I replaced the plan(list(...)) with plan(cluster(workers = availableWorkers()) but it just hangs.
options(mc.cores = 64)
plan(
list(tweak(multicore, workers = 16),
tweak(multicore, workers = 16),
tweak(multicore, workers = 16),
tweak(multicore, workers = 16))
)
Sorry, this does not work. When you specify a list of future strategies like this, you are specifying what should be used in nested future calls. In your future_pmap_dfr() example, it's only the first level in this list that will be used. The other three levels are never used. See https://future.futureverse.org/articles/future-3-topologies.html for more details.
I replaced ... with plan(cluster(workers = availableWorkers()) ...
Yes,
plan(cluster, workers = availableWorkers())
which is equivalent to the default,
plan(cluster)
is the correct attempt here.
... but it just hangs.
There could be two things going on here. The first one, is that the workers are set up one by one. So, if you got lots of them, it will take quite a while before plan() will complete. I recommend that you try with only two workers to confirm it works or doesn't work. You can also turn on debug output to see what happens, i.e.
library(future)
options(parallelly.debug = TRUE)
plan(cluster)
Second, using a PSOCK cluster across nodes requires that you have SSH access to those parallel workers. Not all HPC environments support that, e.g. they might prevent users from SSH:ing into compute nodes. This could also be what you're experiencing. As above, turn on debugging to figure out where it stalls.

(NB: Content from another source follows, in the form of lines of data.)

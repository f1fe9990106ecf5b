use crate::{configs::ExporterConfig, store::BoundCertStore};
use anyhow::Result as AnyResult;
use axum::{extract::State, http::StatusCode, routing::get, Router};
use chrono::Utc;
use prometheus::{IntGauge, IntGaugeVec, Opts, Registry, TextEncoder};
use std::{net::SocketAddr, sync::Arc};
use tokio::{net::TcpListener, sync::Mutex};

#[derive(Clone, Debug)]
struct ExporterState {
    pub store: Arc<Mutex<BoundCertStore>>,
    pub registry: Registry,
    pub metric_records: IntGauge,
    pub metric_expired: IntGauge,
    pub metric_creation: IntGaugeVec,
    pub metric_expiration: IntGaugeVec,
}

#[derive(Clone, Debug)]
pub struct MetricsExporter {
    listen: SocketAddr,
    state: ExporterState,
}

impl MetricsExporter {
    pub fn new(store: Arc<Mutex<BoundCertStore>>, config: &ExporterConfig) -> AnyResult<Self> {
        let registry = Registry::new_custom(None, None)?;
        let cert_labels = ["server"];

        let metric_records = IntGauge::with_opts(
            Opts::new("records", "Number of bound certificates in the store")
                .namespace("bcs")
                .subsystem("store"),
        )?;
        registry.register(Box::new(metric_records.clone()))?;
        let metric_expired = IntGauge::with_opts(
            Opts::new("expired_records", "Number of bound certificates past expiration")
                .namespace("bcs")
                .subsystem("store"),
        )?;
        registry.register(Box::new(metric_expired.clone()))?;
        let metric_creation = IntGaugeVec::new(
            Opts::new("creation_timestamp", "Bound certificate creation timestamp")
                .namespace("bcs")
                .subsystem("cert"),
            &cert_labels,
        )?;
        registry.register(Box::new(metric_creation.clone()))?;
        let metric_expiration = IntGaugeVec::new(
            Opts::new("expiration_timestamp", "Bound certificate expiration timestamp")
                .namespace("bcs")
                .subsystem("cert"),
            &cert_labels,
        )?;
        registry.register(Box::new(metric_expiration.clone()))?;

        Ok(Self {
            listen: config.listen,
            state: ExporterState {
                store,
                registry,
                metric_records,
                metric_expired,
                metric_creation,
                metric_expiration,
            },
        })
    }

    pub async fn run(&self) -> AnyResult<()> {
        let router = Router::new()
            .route("/metrics", get(Self::handle_metrics))
            .with_state(self.state.clone());

        let listener = TcpListener::bind(self.listen).await?;
        info!("Serving metrics on http://{}/metrics", self.listen);
        axum::serve(listener, router).await?;
        Ok(())
    }

    async fn handle_metrics(state: State<ExporterState>) -> Result<String, StatusCode> {
        Self::render(&state).await
    }

    async fn render(state: &ExporterState) -> Result<String, StatusCode> {
        let mut store = state.store.lock().await;
        if !store.is_loaded() {
            return Err(StatusCode::SERVICE_UNAVAILABLE);
        }
        let snapshot = store.get_all();
        drop(store);

        let records = snapshot.await.map_err(|e| {
            error!("Failed to read the store: {}", e);
            StatusCode::INTERNAL_SERVER_ERROR
        })?;

        // Drop series of certificates deleted since the last scrape
        state.metric_creation.reset();
        state.metric_expiration.reset();
        state.metric_records.set(records.len() as i64);
        let now = Utc::now();
        let expired = records.iter().filter(|record| record.is_expired(now)).count();
        state.metric_expired.set(expired as i64);

        for record in &records {
            let label_values = [record.server_identifier.as_str()];

            match state
                .metric_creation
                .get_metric_with_label_values(&label_values)
            {
                Ok(metric) => metric.set(record.creation_time.timestamp()),
                Err(e) => {
                    error!("Failed to get metric: {}", e);
                }
            }
            match state
                .metric_expiration
                .get_metric_with_label_values(&label_values)
            {
                Ok(metric) => metric.set(record.expiration_time.timestamp()),
                Err(e) => {
                    error!("Failed to get metric: {}", e);
                }
            }
        }

        let encoder = TextEncoder::new();
        let resp = encoder
            .encode_to_string(&state.registry.gather())
            .map_err(|_| StatusCode::INTERNAL_SERVER_ERROR)?;

        Ok(resp)
    }
}

#[cfg(test)]
mod test {
    use super::*;
    use crate::{configs::StoreConfig, persistent::MemoryPersistentStore};
    use chrono::TimeZone;

    #[tokio::test]
    async fn renders_store_contents() {
        let mut store = BoundCertStore::in_memory(StoreConfig::default());
        store.set(
            "a.com",
            Utc.timestamp_opt(1_000, 0).unwrap(),
            Utc.timestamp_opt(2_000, 0).unwrap(),
            "pk",
            "cert",
        );
        let store = Arc::new(Mutex::new(store));
        let exporter = MetricsExporter::new(store.clone(), &ExporterConfig::default()).unwrap();

        let body = MetricsExporter::render(&exporter.state).await.unwrap();
        assert!(body.contains("bcs_store_records 1"));
        assert!(body.contains("bcs_store_expired_records 1"));
        assert!(body.contains(r#"bcs_cert_creation_timestamp{server="a.com"} 1000"#));
        assert!(body.contains(r#"bcs_cert_expiration_timestamp{server="a.com"} 2000"#));

        store.lock().await.delete("a.com").await.unwrap();
        let body = MetricsExporter::render(&exporter.state).await.unwrap();
        assert!(body.contains("bcs_store_records 0"));
        assert!(body.contains("bcs_store_expired_records 0"));
        assert!(!body.contains(r#"server="a.com""#));
    }

    #[tokio::test]
    async fn unavailable_until_loaded() {
        let backing = Arc::new(MemoryPersistentStore::new());
        let store = Arc::new(Mutex::new(BoundCertStore::with_backing_store(
            backing,
            StoreConfig::default(),
        )));
        let exporter = MetricsExporter::new(store.clone(), &ExporterConfig::default()).unwrap();

        let status = MetricsExporter::render(&exporter.state).await.unwrap_err();
        assert_eq!(status, StatusCode::SERVICE_UNAVAILABLE);

        store.lock().await.wait_for_load().await;
        assert!(MetricsExporter::render(&exporter.state).await.is_ok());
    }
}
use super::PersistentStore;
use crate::{
    error::{AppResult, ErrorReason},
    types::BoundCertRecord,
};
use futures::{future::BoxFuture, FutureExt};
use std::{
    collections::HashMap,
    sync::{
        atomic::{AtomicBool, AtomicUsize, Ordering},
        Mutex,
    },
};

#[derive(Clone, Debug, PartialEq, Eq)]
pub enum PersistentOp {
    Add(String),
    Delete(String),
}

/// A backing store that keeps everything in memory and records the calls made
/// against it.
#[derive(Debug, Default)]
pub struct MemoryPersistentStore {
    seed: Vec<BoundCertRecord>,
    records: Mutex<HashMap<String, BoundCertRecord>>,
    ops: Mutex<Vec<PersistentOp>>,
    loads: AtomicUsize,
    force_keep_session_state: AtomicBool,
}

impl MemoryPersistentStore {
    pub fn new() -> Self {
        Self::default()
    }

    /// Create a store whose `load` hands back `seed`, duplicates included.
    pub fn with_records(seed: Vec<BoundCertRecord>) -> Self {
        let records = seed
            .iter()
            .map(|record| (record.server_identifier.clone(), record.clone()))
            .collect();
        Self {
            seed,
            records: Mutex::new(records),
            ..Default::default()
        }
    }

    pub fn ops(&self) -> Vec<PersistentOp> {
        self.ops
            .lock()
            .map(|ops| ops.clone())
            .unwrap_or_default()
    }

    pub fn records(&self) -> Vec<BoundCertRecord> {
        self.records
            .lock()
            .map(|records| records.values().cloned().collect())
            .unwrap_or_default()
    }

    pub fn load_count(&self) -> usize {
        self.loads.load(Ordering::Relaxed)
    }

    pub fn force_keep_session_state(&self) -> bool {
        self.force_keep_session_state.load(Ordering::Relaxed)
    }

    fn record_op(&self, op: PersistentOp) -> AppResult<()> {
        self.ops
            .lock()
            .map_err(|_| ErrorReason::LockPoisoned)?
            .push(op);
        Ok(())
    }
}

impl PersistentStore for MemoryPersistentStore {
    fn load(&self) -> BoxFuture<'static, AppResult<Vec<BoundCertRecord>>> {
        self.loads.fetch_add(1, Ordering::Relaxed);
        let seed = self.seed.clone();
        async move { Ok(seed) }.boxed()
    }

    fn add(&self, record: &BoundCertRecord) -> AppResult<()> {
        self.records
            .lock()
            .map_err(|_| ErrorReason::LockPoisoned)?
            .insert(record.server_identifier.clone(), record.clone());
        self.record_op(PersistentOp::Add(record.server_identifier.clone()))
    }

    fn delete(&self, record: &BoundCertRecord) -> AppResult<()> {
        self.records
            .lock()
            .map_err(|_| ErrorReason::LockPoisoned)?
            .remove(&record.server_identifier);
        self.record_op(PersistentOp::Delete(record.server_identifier.clone()))
    }

    fn set_force_keep_session_state(&self) {
        self.force_keep_session_state.store(true, Ordering::Relaxed);
    }
}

Now, even if you managed to get this working, you would be faced with a limitation in R that limits you to have at most 125 parallel workers, but typically a bit less. You can read more about this limit in https://github.com/HenrikBengtsson/Wishlist-for-R/issues/28. It also shows that one can tweak the R source code and recompile to increase this limit to thousands.
An alternative to the above is to use the future.batchtools;
plan(future.batchtools::batchtools_slurm, workers = availableCores())
This would result in the tasks in future_pmap_dfr() will be resolved via n = availableCores() Slurm jobs. Of course, this comes with the extra overhead of the scheduler, e.g. queueing, launching, running, finishing, and reading the data back.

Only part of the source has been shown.